Sixième Premier ministre australien évincé en 11 ans

Au milieu de scènes de chaos et de conflits sans précédent, Malcolm Turnbull a été évincé aujourd’hui comme Premier ministre australien après une campagne politique contre lui organisée par la faction la plus à droite du Parti libéral au pouvoir. Les événements extraordinaires de la semaine dernière mettent en évidence l’instabilité et la fragilité croissantes qui animent l’ordre parlementaire.

Après un vote serré de 45 à 40 du parti pour évincer Turnbull, le ministre des finances, Scott Morrison, a fini par l’emporter sur le candidat de l’extrême droite contre Turnbull, l’ancien ministre de l’Intérieur Peter Dutton. La vice-présidente de Turnbull, la ministre des affaires étrangères, Julie Bishop, avait été éliminée lors du premier tour de scrutin.

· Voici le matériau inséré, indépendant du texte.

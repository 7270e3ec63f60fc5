use anyhow::Result;
use tracing::{info, warn};

use crate::cli::ListArgs;
use crate::corpus;

pub fn run(args: ListArgs) -> Result<()> {
    let domains = corpus::discover_domains(&args.tests_root)?;

    if domains.is_empty() {
        warn!(root = %args.tests_root.display(), "no domains found under tests root");
        return Ok(());
    }

    for name in &domains {
        match corpus::load_domain(&args.tests_root, name) {
            Ok(domain) => {
                let labeled = domain
                    .cases
                    .iter()
                    .filter(|case| case.expected_literal.is_some())
                    .count();
                info!(
                    domain = %domain.name,
                    cases = domain.cases.len(),
                    literals = domain.literals.len(),
                    retrieval_labels = labeled,
                    "domain ready"
                );
            }
            Err(fault) => {
                warn!(domain = %name, fault = %fault, "domain failed to load");
            }
        }
    }

    info!(domains = domains.len(), root = %args.tests_root.display(), "inventory completed");

    Ok(())
}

L’Australie, souvent présentée à tort comme un pays exceptionnel et stable, est devenue l’un des exemples les plus représentatifs de la rupture des partis politiques et des institutions de longue date, sous la pression des tensions géostratégiques et de classe croissantes au sur le plan international.

Depuis que John Howard a perdu son siège lors de la défaite écrasante de la coalition libérale-nationale en 2007, tous les Premiers ministres, qu’il s’agisse de la coalition ou du parti travailliste, ont été évincés. En comptant Morrison, l’Australie a eu maintenant sept Premiers ministres au cours des 11 dernières années, dont quatre ont été chassés par des coups d’État dans leurs propres partis.

La déconfiture de Turnbull a dépassé les coups d’État précédents dans l’amertume et la férocité avec laquelle les deux factions se sont battues pour le contrôle du gouvernement.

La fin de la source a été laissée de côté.